A possible drawback is the images may not be quite as impactful, like when David Coulthard trialled a lower-mounted helmet camera during his farewell GP weekend in 2008. However, whether inboard or outboard, F1 is still excited by the driver's-eye possibility.
"The visor does diminish the picture quality but I think balanced against what you're capturing, as long as the camera is at the quality we require, it's OK," says Smith. "If they wear tear-offs, at the start they are going to have multiple tear-offs and each one of those will detract from the picture. But we haven't at this stage determined 100% it will go here, it might go in the chin - it's not quite driver's eye but it will be just below his nose and that would look out of the helmet without any obstruction."
It's OK to simply get excited by the prospect of something as unspectacular as a new onboard camera. Like any sport, it's the heroes at the heart of the action that make it so special
Smith describes the process of developing onboard camera options as "like spinning plates". This is a person who helped advise Ron Howard and his camera crew on how to capture onboard video for the film Rush, so he works to a very high standard. Rush, a major motion picture, offers a decent insight into the development that has gone into F1's onboard push.
"If you saw what they did to get pictures in Rush from the car you just wouldn't believe it," says Smith. "They tracked down the side of the car and where the front wing is was like a JCB bucket full of equipment - that captures five seconds of video that they cut into the film. We produce four or five images from the car and apart from the T-shape you don't know where the cameras are!"

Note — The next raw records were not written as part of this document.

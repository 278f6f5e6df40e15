//! Streaming VAG writer façade
//!
//! Appended PCM is de-interleaved into per-channel FIFOs; `finalize`
//! splits each channel into 28-sample blocks, runs the predictor
//! search per block, lays the frames out contiguously (`VAGp`) or as
//! alternating per-channel chunks (`VAGi`), stamps the loop/end flags
//! on terminal frames, and patches the header's per-channel byte
//! length in place.

use crate::adpcm::{encode_frame, ChannelState, FLAG_END, FLAG_REPEAT, FRAME_SIZE, SAMPLES_PER_FRAME};
use crate::error::{Error, Result};
use crate::format::{VagHeader, CHUNK_ALIGNMENT, VERSION};
use std::io::{Seek, Write};
use tracing::debug;

/// Encoder configuration accepted by [`VagWriter::with_config`]
#[derive(Debug, Clone)]
pub struct VagWriterConfig {
    /// Emit the interleaved `VAGi` layout instead of `VAGp`
    pub interleaved: bool,
    /// Tag every chunk's last frame with both end and repeat bits, the
    /// trick a streaming player uses to chain chunks in SPU memory
    pub streaming_loop_flags: bool,
    /// Sample rate in Hz
    pub sample_rate: u32,
    /// Number of channels
    pub channels: u16,
    /// Interleave chunk size in bytes; must be a positive multiple of
    /// 2048 when interleaved, ignored otherwise
    pub chunk_size: u32,
}

impl VagWriterConfig {
    /// Mono non-interleaved stream with no loop flags
    pub fn mono(sample_rate: u32) -> Self {
        VagWriterConfig {
            interleaved: false,
            streaming_loop_flags: false,
            sample_rate,
            channels: 1,
            chunk_size: 0,
        }
    }

    fn validate(&self) -> Result<()> {
        if self.channels == 0 {
            return Err(Error::config("channel count must be at least 1"));
        }
        if self.sample_rate == 0 {
            return Err(Error::config("sample rate must be positive"));
        }
        if self.interleaved {
            if self.chunk_size == 0 || self.chunk_size % CHUNK_ALIGNMENT != 0 {
                return Err(Error::config(format!(
                    "interleave chunk size {} is not a positive multiple of {}",
                    self.chunk_size, CHUNK_ALIGNMENT
                )));
            }
        } else {
            if self.channels != 1 {
                return Err(Error::config(
                    "non-interleaved streams carry exactly one channel",
                ));
            }
            if self.streaming_loop_flags {
                return Err(Error::config(
                    "streaming loop flags require an interleaved stream",
                ));
            }
        }
        Ok(())
    }
}

/// Streaming encoder producing a VAG stream
///
/// The header is written at construction with a zeroed length field;
/// [`VagWriter::finalize`] must be called exactly once to emit the
/// payload and patch the length. The writer owns its stream;
/// [`VagWriter::into_inner`] hands it back.
pub struct VagWriter<W: Write + Seek> {
    output: W,
    config: VagWriterConfig,
    pending: Vec<Vec<i16>>,
    states: Vec<ChannelState>,
    finalized: bool,
}

impl<W: Write + Seek> VagWriter<W> {
    /// Mono non-interleaved writer, the common `VAGp` case
    pub fn new(sample_rate: u32, output: W) -> Result<Self> {
        Self::with_config(VagWriterConfig::mono(sample_rate), output)
    }

    /// Construct a writer with the full configuration, writing the
    /// header immediately and leaving the stream at the payload start.
    pub fn with_config(config: VagWriterConfig, mut output: W) -> Result<Self> {
        config.validate()?;
        let header = VagHeader {
            interleaved: config.interleaved,
            version: VERSION,
            chunk_size: config.chunk_size,
            data_length: 0,
            sample_rate: config.sample_rate,
            channels: config.channels,
        };
        header.write(&mut output)?;

        let channels = config.channels as usize;
        Ok(VagWriter {
            output,
            pending: vec![Vec::new(); channels],
            states: vec![ChannelState::new(); channels],
            finalized: false,
            config,
        })
    }

    /// Append interleaved PCM; the slice length must be a multiple of
    /// the channel count.
    pub fn append_i16(&mut self, samples: &[i16]) -> Result<()> {
        if self.finalized {
            return Err(Error::invalid_state("writer already finalized"));
        }
        let channels = self.config.channels as usize;
        if samples.len() % channels != 0 {
            return Err(Error::invalid_input(format!(
                "sample count {} is not a multiple of {} channels",
                samples.len(),
                channels
            )));
        }
        for group in samples.chunks_exact(channels) {
            for (fifo, &sample) in self.pending.iter_mut().zip(group.iter()) {
                fifo.push(sample);
            }
        }
        Ok(())
    }

    /// Encode all pending samples, stamp terminal-frame flags, patch
    /// the header length, and flush. The writer is inert afterwards.
    pub fn finalize(&mut self) -> Result<()> {
        if self.finalized {
            return Err(Error::invalid_state("writer already finalized"));
        }
        self.finalized = true;

        let data_length = if self.config.interleaved {
            self.write_interleaved()?
        } else {
            self.write_contiguous()?
        };
        VagHeader::patch_data_length(&mut self.output, data_length)?;
        self.output.flush()?;
        debug!(
            data_length,
            channels = self.config.channels,
            "finalized VAG stream"
        );
        Ok(())
    }

    /// Consume the writer, returning the underlying stream
    pub fn into_inner(self) -> W {
        self.output
    }

    fn write_contiguous(&mut self) -> Result<u32> {
        let samples = &self.pending[0];
        let frames = samples.len().div_ceil(SAMPLES_PER_FRAME);
        let mut block = [0i16; SAMPLES_PER_FRAME];
        for index in 0..frames {
            let start = index * SAMPLES_PER_FRAME;
            let take = (samples.len() - start).min(SAMPLES_PER_FRAME);
            block[..take].copy_from_slice(&samples[start..start + take]);
            block[take..].fill(0);
            let flags = if index + 1 == frames { FLAG_END } else { 0 };
            let frame = encode_frame(&block, flags, &mut self.states[0]);
            self.output.write_all(&frame)?;
        }
        Ok((frames * FRAME_SIZE) as u32)
    }

    fn write_interleaved(&mut self) -> Result<u32> {
        let channels = self.config.channels as usize;
        let frames_per_chunk = self.config.chunk_size as usize / FRAME_SIZE;
        let samples_per_chunk = frames_per_chunk * SAMPLES_PER_FRAME;
        // all channels are expected to run equally long
        let chunks = self.pending[0].len().div_ceil(samples_per_chunk);

        let mut block = [0i16; SAMPLES_PER_FRAME];
        for chunk in 0..chunks {
            for ch in 0..channels {
                let samples = &self.pending[ch];
                for index in 0..frames_per_chunk {
                    let start = chunk * samples_per_chunk + index * SAMPLES_PER_FRAME;
                    let take = samples.len().saturating_sub(start).min(SAMPLES_PER_FRAME);
                    block[..take].copy_from_slice(&samples[start..start + take]);
                    block[take..].fill(0);

                    let mut flags = 0u8;
                    if index + 1 == frames_per_chunk {
                        if self.config.streaming_loop_flags {
                            flags |= FLAG_END | FLAG_REPEAT;
                        }
                        if chunk + 1 == chunks {
                            flags |= FLAG_END;
                        }
                    }
                    let frame = encode_frame(&block, flags, &mut self.states[ch]);
                    self.output.write_all(&frame)?;
                }
            }
        }
        Ok(chunks as u32 * self.config.chunk_size)
    }
}

#[cfg(test)]
mod tests {
    use super::*;
    use std::io::Cursor;

    fn interleaved_config(channels: u16, chunk_size: u32) -> VagWriterConfig {
        VagWriterConfig {
            interleaved: true,
            streaming_loop_flags: false,
            sample_rate: 44100,
            channels,
            chunk_size,
        }
    }

    #[test]
    fn test_rejects_zero_channels() {
        let mut config = VagWriterConfig::mono(8000);
        config.channels = 0;
        let result = VagWriter::with_config(config, Cursor::new(Vec::new()));
        assert!(matches!(result, Err(Error::Config(_))));
    }

    #[test]
    fn test_rejects_zero_sample_rate() {
        let result = VagWriter::new(0, Cursor::new(Vec::new()));
        assert!(matches!(result, Err(Error::Config(_))));
    }

    #[test]
    fn test_rejects_unaligned_chunk_size() {
        for chunk_size in [0, 16, 1000, 2047, 3072] {
            let result =
                VagWriter::with_config(interleaved_config(2, chunk_size), Cursor::new(Vec::new()));
            assert!(matches!(result, Err(Error::Config(_))), "chunk {}", chunk_size);
        }
    }

    #[test]
    fn test_rejects_multichannel_without_interleave() {
        let mut config = VagWriterConfig::mono(8000);
        config.channels = 2;
        let result = VagWriter::with_config(config, Cursor::new(Vec::new()));
        assert!(matches!(result, Err(Error::Config(_))));
    }

    #[test]
    fn test_rejects_loop_flags_without_interleave() {
        let mut config = VagWriterConfig::mono(8000);
        config.streaming_loop_flags = true;
        let result = VagWriter::with_config(config, Cursor::new(Vec::new()));
        assert!(matches!(result, Err(Error::Config(_))));
    }

    #[test]
    fn test_rejects_misaligned_append() {
        let mut writer =
            VagWriter::with_config(interleaved_config(2, 2048), Cursor::new(Vec::new())).unwrap();
        assert!(matches!(
            writer.append_i16(&[0i16; 3]),
            Err(Error::InvalidInput(_))
        ));
        assert!(writer.append_i16(&[0i16; 4]).is_ok());
    }

    #[test]
    fn test_finalize_twice_is_an_error() {
        let mut writer = VagWriter::new(8000, Cursor::new(Vec::new())).unwrap();
        writer.append_i16(&[0i16; 28]).unwrap();
        writer.finalize().unwrap();
        assert!(matches!(writer.finalize(), Err(Error::InvalidState(_))));
        assert!(matches!(
            writer.append_i16(&[0i16; 1]),
            Err(Error::InvalidState(_))
        ));
    }

    #[test]
    fn test_header_written_at_construction() {
        let writer = VagWriter::new(8000, Cursor::new(Vec::new())).unwrap();
        let bytes = writer.into_inner().into_inner();
        assert_eq!(bytes.len(), 2048);
        assert_eq!(&bytes[0..4], b"VAGp");
        // length field still zeroed before finalize
        assert_eq!(&bytes[12..16], &[0, 0, 0, 0]);
    }
}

It's a comparison that also hints at the work that's still going into trying to offer fans the "wow factor" they are now being promised. F1 will not lump a boxy camera atop or to the side of the helmet because so much money has been spent trying to give the broadcast better pictures without compromising the crazy levels of detail designers go to in order to maximise the aerodynamic efficiency of their car.

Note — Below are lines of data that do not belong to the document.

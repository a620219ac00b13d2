//! Named SQL queries.
//!
//! Queries live in `.sql` files where each statement is introduced by a
//! `-- name: <QueryName> :<kind>` line. The catalog is parsed once at startup
//! and handed to the [`Store`](super::Store); it never changes afterwards.

use anyhow::{Context, Result};
use regex::Regex;
use std::collections::HashMap;
use std::path::Path;
use std::sync::LazyLock;
use tracing::{debug, info};

pub const CREATE_USER_AUTO_ADMIN: &str = "CreateUserAutoAdmin";
pub const LIST_MODELS: &str = "ListModels";
pub const LIST_DEVICES: &str = "ListDevices";

/// Every query the store issues by name.
const REQUIRED: &[&str] = &[CREATE_USER_AUTO_ADMIN, LIST_MODELS, LIST_DEVICES];

const BUILTIN_SOURCES: &[(&str, &str)] = &[
    (
        "users.sql",
        include_str!(concat!(env!("CARGO_MANIFEST_DIR"), "/db/queries/users.sql")),
    ),
    (
        "inventory.sql",
        include_str!(concat!(
            env!("CARGO_MANIFEST_DIR"),
            "/db/queries/inventory.sql"
        )),
    ),
];

static NAME_LINE: LazyLock<Regex> = LazyLock::new(|| {
    Regex::new(r"^--\s*name:\s*([A-Za-z0-9_]+)\s*:").expect("valid query name regex")
});

#[derive(Debug, Clone, Default)]
pub struct QueryCatalog {
    queries: HashMap<String, String>,
}

impl QueryCatalog {
    /// Catalog compiled into the binary.
    pub fn builtin() -> Result<Self> {
        let mut catalog = Self::default();
        for (file, source) in BUILTIN_SOURCES {
            catalog
                .extend_from_source(source)
                .with_context(|| format!("Failed to parse built-in queries from {file}"))?;
        }
        catalog.ensure_complete()?;
        Ok(catalog)
    }

    /// Built-in catalog with every `.sql` file in `dir` layered on top.
    pub fn with_overrides(dir: &Path) -> Result<Self> {
        let mut catalog = Self::builtin()?;

        let entries = std::fs::read_dir(dir)
            .with_context(|| format!("Failed to read queries directory: {}", dir.display()))?;

        let mut files = Vec::new();
        for entry in entries {
            let path = entry?.path();
            if path.is_file() && path.extension().is_some_and(|ext| ext == "sql") {
                files.push(path);
            }
        }
        files.sort();

        for path in &files {
            let source = std::fs::read_to_string(path)
                .with_context(|| format!("Failed to read {}", path.display()))?;
            let parsed = catalog
                .extend_from_source(&source)
                .with_context(|| format!("Failed to parse {}", path.display()))?;
            debug!("Loaded {} queries from {}", parsed, path.display());
        }

        if !files.is_empty() {
            info!(
                "Query overrides loaded from {} ({} files)",
                dir.display(),
                files.len()
            );
        }

        Ok(catalog)
    }

    /// Parses annotated SQL and merges it in, returning how many queries were found.
    pub fn extend_from_source(&mut self, source: &str) -> Result<usize> {
        let parsed = parse_named_queries(source);
        if parsed.is_empty() && !source.trim().is_empty() {
            anyhow::bail!("no named queries found (expected '-- name: <QueryName> :<kind>')");
        }

        let count = parsed.len();
        self.queries.extend(parsed);
        Ok(count)
    }

    pub fn get(&self, name: &str) -> Result<&str> {
        self.queries
            .get(name)
            .map(String::as_str)
            .ok_or_else(|| anyhow::anyhow!("Missing SQL query: {name}"))
    }

    #[must_use]
    pub fn len(&self) -> usize {
        self.queries.len()
    }

    #[must_use]
    pub fn is_empty(&self) -> bool {
        self.queries.is_empty()
    }

    fn ensure_complete(&self) -> Result<()> {
        let missing: Vec<&str> = REQUIRED
            .iter()
            .copied()
            .filter(|name| !self.queries.contains_key(*name))
            .collect();

        if !missing.is_empty() {
            anyhow::bail!("Missing SQL queries: {}", missing.join(", "));
        }
        Ok(())
    }
}

fn parse_named_queries(source: &str) -> HashMap<String, String> {
    let mut result = HashMap::new();
    let mut current: Option<String> = None;
    let mut buf = String::new();

    let mut flush = |name: Option<String>, buf: &mut String| {
        if let Some(name) = name {
            let text = buf.trim();
            if !text.is_empty() {
                result.insert(name, text.to_string());
            }
        }
        buf.clear();
    };

    for line in source.lines() {
        if let Some(caps) = NAME_LINE.captures(line) {
            flush(current.take(), &mut buf);
            current = Some(caps[1].to_string());
            continue;
        }

        if current.is_some() {
            buf.push_str(line);
            buf.push('\n');
        }
    }
    flush(current, &mut buf);

    result
}

#[cfg(test)]
mod tests {
    use super::*;

    #[test]
    fn test_builtin_catalog_has_required_queries() {
        let catalog = QueryCatalog::builtin().unwrap();
        for name in REQUIRED {
            assert!(catalog.get(name).is_ok(), "missing {name}");
        }
        assert!(catalog.get(LIST_DEVICES).unwrap().contains("FROM devices"));
    }

    #[test]
    fn test_parse_splits_on_name_lines() {
        let source = "\
-- leading comment is ignored
-- name: First :one
SELECT 1;

--name:Second :many
SELECT 2
FROM t;
";
        let parsed = parse_named_queries(source);
        assert_eq!(parsed.len(), 2);
        assert_eq!(parsed["First"], "SELECT 1;");
        assert_eq!(parsed["Second"], "SELECT 2\nFROM t;");
    }

    #[test]
    fn test_empty_body_is_skipped() {
        let parsed = parse_named_queries("-- name: Empty :exec\n\n-- name: Real :one\nSELECT 1");
        assert!(!parsed.contains_key("Empty"));
        assert_eq!(parsed["Real"], "SELECT 1");
    }

    #[test]
    fn test_source_without_names_is_rejected() {
        let mut catalog = QueryCatalog::default();
        assert!(catalog.extend_from_source("SELECT 1;").is_err());
        assert_eq!(catalog.extend_from_source("   ").unwrap(), 0);
    }

    #[test]
    fn test_missing_query_is_an_error() {
        let catalog = QueryCatalog::default();
        assert!(catalog.is_empty());
        assert!(catalog.get("Nope").is_err());
    }

    #[test]
    fn test_overrides_replace_builtin_text() {
        let dir = std::env::temp_dir().join(format!("telecombase-sql-{}", uuid::Uuid::new_v4()));
        std::fs::create_dir_all(&dir).unwrap();
        std::fs::write(
            dir.join("custom.sql"),
            "-- name: ListModels :many\nSELECT 42;\n",
        )
        .unwrap();
        std::fs::write(dir.join("notes.txt"), "not sql").unwrap();

        let catalog = QueryCatalog::with_overrides(&dir).unwrap();
        assert_eq!(catalog.get(LIST_MODELS).unwrap(), "SELECT 42;");
        assert!(catalog.get(CREATE_USER_AUTO_ADMIN).is_ok());

        std::fs::remove_dir_all(&dir).ok();
    }
}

Hundreds of thousands of pounds has been spent developing the T-shape of the camera to have less aero effect on the rear wing. Like a lot of things early in the Liberty Media era of F1, more attention and money is now being focused on benefitting the audience than just the bank balances of those in charge of the organisation or the teams.
Even if we don't know exactly what is in the pipeline that's supposed to stun us, it's OK to simply get excited by the prospect of something as unspectacular as a new onboard camera. Like any sport, it's the heroes at the heart of the action, and what they do that seems so superhuman, that make it so special.
No football fan would turn their nose up at a camera that lets them view a mazy dribble and finish in Spanish football's Barcelona v Real Madrid El Clasico from Lionel Messi's view. F1 fans should revel that they are on the brink of their equivalent becoming a reality.